* [What this task involves]
Copy exactly the lines of the data below that run from the line holding "pub fn device_health(&self, device: usize)" through the line holding "was opened with.", both ends included.

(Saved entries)

= = = =

use crate::protocol::{self, CTRL_IN, CTRL_OUT, CTRL_REPLY_LEN};
use crate::session::DeviceSession;
use crate::types::Intrinsics;
use crate::{CubicError, Result};
use std::time::Duration;

const REPLY_POLL_ATTEMPTS: usize = 200;
const REPLY_POLL_INTERVAL: Duration = Duration::from_millis(1);

/// One command round-trip over a control channel.
///
/// `io(request_type, buf)` performs a single control transfer and returns the
/// bytes moved. The device answers asynchronously, so the reply side is
/// polled until a non-empty response arrives.
fn run_command<F>(cmd: u16, tag: u16, payload: &[u8], mut io: F) -> Result<Vec<u8>>
where
    F: FnMut(u8, &mut [u8]) -> Result<usize>,
{
    let mut frame = protocol::build_command(cmd, tag, payload);
    io(CTRL_OUT, &mut frame)?;

    let mut reply = vec![0u8; CTRL_REPLY_LEN];
    for _ in 0..REPLY_POLL_ATTEMPTS {
        let len = io(CTRL_IN, &mut reply)?;
        if len == 0 {
            std::thread::sleep(REPLY_POLL_INTERVAL);
            continue;
        }
        let body = protocol::parse_reply(&reply[..len.min(reply.len())], cmd, tag)?;
        return Ok(body.to_vec());
    }

    Err(CubicError::Command {
        cmd,
        reason: format!("no reply after {} polls", REPLY_POLL_ATTEMPTS),
    })
}

/// A register write is acknowledged with a leading zero word.
fn check_write_ack(register: u16, reply: &[u8]) -> Result<()> {
    match reply {
        [0, 0, ..] => Ok(()),
        other => Err(CubicError::Command {
            cmd: protocol::CMD_WRITE_REGISTER,
            reason: format!("register 0x{:04x} write rejected: {:02x?}", register, other),
        }),
    }
}

impl DeviceSession {
    /// Send a camera command and wait for its reply payload.
    pub fn send_command(&mut self, cmd: u16, payload: &[u8]) -> Result<Vec<u8>> {
        let tag = self.take_tag();
        run_command(cmd, tag, payload, |request_type, buf| {
            self.control(request_type, 0, 0, 0, buf)
        })
    }

    /// Write a 16-bit camera register.
    pub fn write_register(&mut self, register: u16, value: u16) -> Result<()> {
        log::trace!("Write register 0x{:04x} <= 0x{:02x}", register, value);
        let payload = protocol::build_write_register(register, value);
        let reply = self.send_command(protocol::CMD_WRITE_REGISTER, &payload)?;
        check_write_ack(register, &reply)
    }

    /// Read the sensor's zero-plane calibration.
    pub fn fetch_intrinsics(&mut self) -> Result<Intrinsics> {
        let reply = self.send_command(
            protocol::CMD_GET_FIXED_PARAMS,
            &protocol::FIXED_PARAMS_REQUEST,
        )?;
        let intrinsics =
            protocol::parse_zero_plane_info(&reply).ok_or_else(|| CubicError::Command {
                cmd: protocol::CMD_GET_FIXED_PARAMS,
                reason: format!("no zero-plane info in {}-byte reply", reply.len()),
            })?;
        log::debug!(
            "Sensor #{} zero plane: distance={} mm pixel={} mm",
            self.index(),
            intrinsics.reference_distance,
            intrinsics.reference_pixel_size
        );
        Ok(intrinsics)
    }

    /// Put the camera into 640x480 11-bit depth streaming at 30 fps.
    pub fn start_depth(&mut self) -> Result<()> {
        use protocol::*;

        // Projector auto-cycle is only present on some firmware; ignore failure.
        if let Err(e) = self.write_register(REG_PROJECTOR_CYCLE, 0x00) {
            log::debug!("Projector cycle register not supported: {}", e);
        }
        self.write_register(REG_DEPTH_STREAM, DEPTH_STREAM_OFF)?;
        self.write_register(REG_DEPTH_FORMAT, DEPTH_FORMAT_11BIT)?;
        self.write_register(REG_DEPTH_RESOLUTION, DEPTH_RESOLUTION_640X480)?;
        self.write_register(REG_DEPTH_FPS, DEPTH_FPS_30)?;
        self.write_register(REG_DEPTH_STREAM, DEPTH_STREAM_ON)?;
        self.write_register(REG_DEPTH_HFLIP, 0x00)?;

        log::info!("Depth stream enabled on sensor #{}", self.index());
        Ok(())
    }

    /// Turn the depth stream off.
    pub fn stop_depth(&mut self) -> Result<()> {
        self.write_register(protocol::REG_DEPTH_STREAM, protocol::DEPTH_STREAM_OFF)
    }
}

#[cfg(test)]
mod tests {
    use super::*;
    use crate::protocol::*;
    use std::cell::RefCell;
    use std::rc::Rc;

    type Sent = Rc<RefCell<Vec<Vec<u8>>>>;

    fn reply_frame(cmd: u16, tag: u16, payload: &[u8]) -> Vec<u8> {
        let mut buf = Vec::new();
        buf.extend_from_slice(&REPLY_MAGIC);
        buf.extend_from_slice(&((payload.len() / 2) as u16).to_le_bytes());
        buf.extend_from_slice(&cmd.to_le_bytes());
        buf.extend_from_slice(&tag.to_le_bytes());
        buf.extend_from_slice(payload);
        buf
    }

    /// Control channel that answers after `empty_polls` empty reads.
    fn fake_device(
        reply: Vec<u8>,
        empty_polls: usize,
    ) -> (impl FnMut(u8, &mut [u8]) -> Result<usize>, Sent) {
        let sent: Sent = Rc::new(RefCell::new(Vec::new()));
        let log = sent.clone();
        let mut polls = 0;
        let io = move |request_type: u8, buf: &mut [u8]| -> Result<usize> {
            if request_type == CTRL_OUT {
                log.borrow_mut().push(buf.to_vec());
                return Ok(buf.len());
            }
            polls += 1;
            if polls <= empty_polls {
                return Ok(0);
            }
            buf[..reply.len()].copy_from_slice(&reply);
            Ok(reply.len())
        };
        (io, sent)
    }

    #[test]
    fn test_command_waits_for_reply() {
        let (io, sent) = fake_device(reply_frame(CMD_WRITE_REGISTER, 3, &[0, 0]), 4);
        let payload = build_write_register(REG_DEPTH_FPS, DEPTH_FPS_30);
        let body = run_command(CMD_WRITE_REGISTER, 3, &payload, io).unwrap();

        assert_eq!(body, vec![0, 0]);
        let sent = sent.borrow();
        assert_eq!(sent.len(), 1);
        assert_eq!(sent[0], build_command(CMD_WRITE_REGISTER, 3, &payload));
    }

    #[test]
    fn test_command_without_reply_times_out() {
        let (io, _) = fake_device(Vec::new(), usize::MAX);
        let err = run_command(CMD_WRITE_REGISTER, 0, &[], io).unwrap_err();
        assert!(matches!(err, CubicError::Command { cmd: CMD_WRITE_REGISTER, .. }));
    }

    #[test]
    fn test_reply_for_other_tag_is_rejected() {
        let (io, _) = fake_device(reply_frame(CMD_WRITE_REGISTER, 9, &[0, 0]), 0);
        assert!(run_command(CMD_WRITE_REGISTER, 3, &[], io).is_err());
    }

    #[test]
    fn test_transfer_error_aborts_command() {
        let io = |_: u8, _: &mut [u8]| -> Result<usize> { Err(CubicError::DeviceGone) };
        let err = run_command(CMD_WRITE_REGISTER, 0, &[], io).unwrap_err();
        assert!(matches!(err, CubicError::DeviceGone));
    }

    #[test]
    fn test_write_ack() {
        assert!(check_write_ack(REG_DEPTH_STREAM, &[0, 0]).is_ok());
        assert!(check_write_ack(REG_DEPTH_STREAM, &[0, 0, 0x12, 0x34]).is_ok());

        let err = check_write_ack(REG_DEPTH_STREAM, &[1, 0]).unwrap_err();
        match err {
            CubicError::Command { cmd, reason } => {
                assert_eq!(cmd, CMD_WRITE_REGISTER);
                assert!(reason.contains("0x0006"));
            }
            other => panic!("unexpected error {:?}", other),
        }
        assert!(check_write_ack(REG_DEPTH_STREAM, &[]).is_err());
    }

    #[test]
    fn test_fixed_params_round_trip() {
        let mut zpi = vec![0u8; 322];
        zpi[ZPI_REF_DISTANCE..ZPI_REF_DISTANCE + 4].copy_from_slice(&118.5f32.to_le_bytes());
        zpi[ZPI_REF_PIXEL_SIZE..ZPI_REF_PIXEL_SIZE + 4].copy_from_slice(&0.25f32.to_le_bytes());
        let (io, sent) = fake_device(reply_frame(CMD_GET_FIXED_PARAMS, 1, &zpi), 1);

        let body = run_command(CMD_GET_FIXED_PARAMS, 1, &FIXED_PARAMS_REQUEST, io).unwrap();
        let intrinsics = parse_zero_plane_info(&body).unwrap();
        assert_eq!(intrinsics.reference_distance, 118.5);
        assert_eq!(intrinsics.reference_pixel_size, 0.25);
        // Request carries five zero words.
        assert_eq!(sent.borrow()[0][2..4], [5, 0]);
    }
}
use crate::config::CubicParams;
use crate::context::UsbContext;
use crate::frame::DepthAssembler;
use crate::fusion::{FusionCore, FusionEngine};
use crate::grid::VoxelGrid;
use crate::iso::IsoStream;
use crate::protocol::DEPTH_ENDPOINT;
use crate::pump::EventPump;
use crate::session::DeviceSession;
use crate::store::{DepthStore, DeviceHealth};
use crate::transform::ExtrinsicTransform;
use crate::types::HardwareRevision;
use crate::{CubicError, Result};
use std::sync::Arc;

// Fields drop in declaration order: the stream's transfers point at the
// session's camera handle, so the stream goes first.
struct Sensor {
    id: usize,
    stream: Option<IsoStream>,
    session: DeviceSession,
    store: Arc<DepthStore>,
}

/// A set of depth sensors streaming into one shared occupancy grid.
///
/// Opening starts everything: a depth stream per sensor, the USB event
/// thread and the fusion thread. Each fusion cycle hands the grid to the
/// ready callback. Closing (or dropping) tears down in reverse: fusion,
/// streams, event thread, sessions, context.
pub struct Cubic {
    sensors: Vec<Sensor>,
    fusion: Option<FusionEngine>,
    pump: Option<EventPump>,
    ctx: Option<UsbContext>,
    params: CubicParams,
}

impl Cubic {
    /// Open the sensors with the given enumeration indices.
    ///
    /// Slot `i` of the result is `sensor_ids[i]`; its default pose faces
    /// `i * 60` degrees around the vertical axis.
    pub fn open<F>(sensor_ids: &[usize], params: CubicParams, on_ready: F) -> Result<Cubic>
    where
        F: FnMut(&VoxelGrid) + Send + 'static,
    {
        Self::open_with_context(None, sensor_ids, params, on_ready)
    }

    /// Like [`Cubic::open`], optionally on a caller-owned USB context, which
    /// is left alive on close.
    pub fn open_with_context<F>(
        existing: Option<rusb::Context>,
        sensor_ids: &[usize],
        params: CubicParams,
        on_ready: F,
    ) -> Result<Cubic>
    where
        F: FnMut(&VoxelGrid) + Send + 'static,
    {
        params.validate()?;
        if sensor_ids.is_empty() {
            return Err(CubicError::InvalidParams("no sensors requested".into()));
        }

        let ctx = UsbContext::init(existing)?;
        let raw_ctx = ctx.raw().clone();
        let mut cubic = Cubic {
            sensors: Vec::with_capacity(sensor_ids.len()),
            fusion: None,
            pump: None,
            ctx: Some(ctx),
            params,
        };

        // On any error below, dropping `cubic` releases what was started.
        for (slot, &id) in sensor_ids.iter().enumerate() {
            let ctx = cubic.ctx.as_ref().ok_or(CubicError::SessionClosed)?;
            let sensor = open_sensor(ctx, slot, id, &params)?;
            cubic.sensors.push(sensor);
        }

        cubic.pump = Some(EventPump::spawn(raw_ctx)?);

        let stores = cubic.sensors.iter().map(|s| s.store.clone()).collect();
        let core = FusionCore::new(params.dims, params.resolution, stores);
        cubic.fusion = Some(FusionEngine::spawn(
            core,
            params.refresh_rate,
            Box::new(on_ready),
        )?);

        log::info!(
            "Cubic running: {} sensors, grid {:?} at {} mm, {} Hz",
            cubic.sensors.len(),
            params.dims,
            params.resolution,
            params.refresh_rate
        );
        Ok(cubic)
    }

    fn sensor(&self, device: usize) -> Result<&Sensor> {
        self.sensors
            .get(device)
            .ok_or(CubicError::InvalidDevice(device))
    }

    /// Replace the pose of the sensor in slot `device`. Angles in radians,
    /// translation in millimetres. Takes effect from the next projection of
    /// that sensor.
    pub fn adjust_transform(
        &self,
        device: usize,
        yaw: f64,
        pitch: f64,
        x: f64,
        y: f64,
        z: f64,
    ) -> Result<()> {
        let sensor = self.sensor(device)?;
        sensor
            .store
            .set_transform(ExtrinsicTransform::from_pose(yaw, pitch, x, y, z));
        log::debug!(
            "Sensor slot {} pose: yaw={:.3} pitch={:.3} t=({}, {}, {})",
            device,
            yaw,
            pitch,
            x,
            y,
            z
        );
        Ok(())
    }

    pub fn transform(&self, device: usize) -> Result<ExtrinsicTransform> {
        Ok(self.sensor(device)?.store.transform())
    }

    /// Liveness of the sensor in slot `device`.
    pub fn device_health(&self, device: usize) -> Result<DeviceHealth> {
        let sensor = self.sensor(device)?;
        let dead = sensor.session.is_dead()
            || sensor.stream.as_ref().map(IsoStream::is_dead).unwrap_or(true);
        let in_flight = sensor.stream.as_ref().map(IsoStream::in_flight).unwrap_or(0);
        Ok(sensor.store.health(dead, in_flight))
    }

    pub fn device_count(&self) -> usize {
        self.sensors.len()
    }

    /// Enumeration index the sensor in slot `device` was opened with.
    pub fn device_id(&self, device: usize) -> Result<usize> {
        Ok(self.sensor(device)?.id)
    }

    pub fn revision(&self, device: usize) -> Result<HardwareRevision> {
        Ok(self.sensor(device)?.session.revision())
    }

    /// Whether the motor sub-device of slot `device` was opened.
    pub fn has_motor(&self, device: usize) -> Result<bool> {
        Ok(self.sensor(device)?.session.has_motor())
    }

    pub fn params(&self) -> &CubicParams {
        &self.params
    }

    /// Stop everything and release every device.
    pub fn close(mut self) {
        self.shutdown();
    }

    fn shutdown(&mut self) {
        if let Some(mut fusion) = self.fusion.take() {
            fusion.stop();
        }

        for sensor in &mut self.sensors {
            if let Some(mut stream) = sensor.stream.take() {
                stream.stop();
            }
            if !sensor.session.is_dead() {
                if let Err(e) = sensor.session.stop_depth() {
                    log::debug!("Could not stop depth on sensor #{}: {}", sensor.id, e);
                }
            }
        }

        if let Some(mut pump) = self.pump.take() {
            pump.stop();
        }

        for sensor in &mut self.sensors {
            sensor.session.close_subdevices();
        }
        self.sensors.clear();

        if let Some(ctx) = self.ctx.take() {
            ctx.shutdown();
            log::info!("Cubic closed");
        }
    }
}

impl Drop for Cubic {
    fn drop(&mut self) {
        self.shutdown();
    }
}

fn open_sensor(ctx: &UsbContext, slot: usize, id: usize, params: &CubicParams) -> Result<Sensor> {
    let mut session = DeviceSession::open(ctx, id, params.subdevices)?;
    let intrinsics = match session.fetch_intrinsics() {
        Ok(intrinsics) => intrinsics,
        Err(e) => {
            log::warn!(
                "Sensor #{} calibration unavailable ({}), using configured values",
                id,
                e
            );
            params.intrinsics
        }
    };
    session.start_depth()?;

    let store = Arc::new(DepthStore::new(
        intrinsics,
        ExtrinsicTransform::default_for(slot),
    ));
    let sink_store = store.clone();
    let mut assembler = DepthAssembler::new();
    let mut reported_drops = 0;

    let stream = IsoStream::start(ctx, &session, DEPTH_ENDPOINT, params.stream, move |pkt| {
        if assembler.push(pkt).is_some() {
            sink_store.publish(assembler.frame(), intrinsics, assembler.timestamp());
        }
        if assembler.dropped() != reported_drops {
            reported_drops = assembler.dropped();
            sink_store.set_dropped(reported_drops);
        }
    });
    let stream = match stream {
        Ok(stream) => stream,
        Err(e) => {
            let _ = session.stop_depth();
            return Err(e);
        }
    };

    Ok(Sensor {
        id,
        stream: Some(stream),
        session,
        store,
    })
}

= = = =

* [Task answer]
    pub fn device_health(&self, device: usize) -> Result<DeviceHealth> {
        let sensor = self.sensor(device)?;
        let dead = sensor.session.is_dead()
            || sensor.stream.as_ref().map(IsoStream::is_dead).unwrap_or(true);
        let in_flight = sensor.stream.as_ref().map(IsoStream::in_flight).unwrap_or(0);
        Ok(sensor.store.health(dead, in_flight))
    }

    pub fn device_count(&self) -> usize {
        self.sensors.len()
    }

    /// Enumeration index the sensor in slot `device` was opened with.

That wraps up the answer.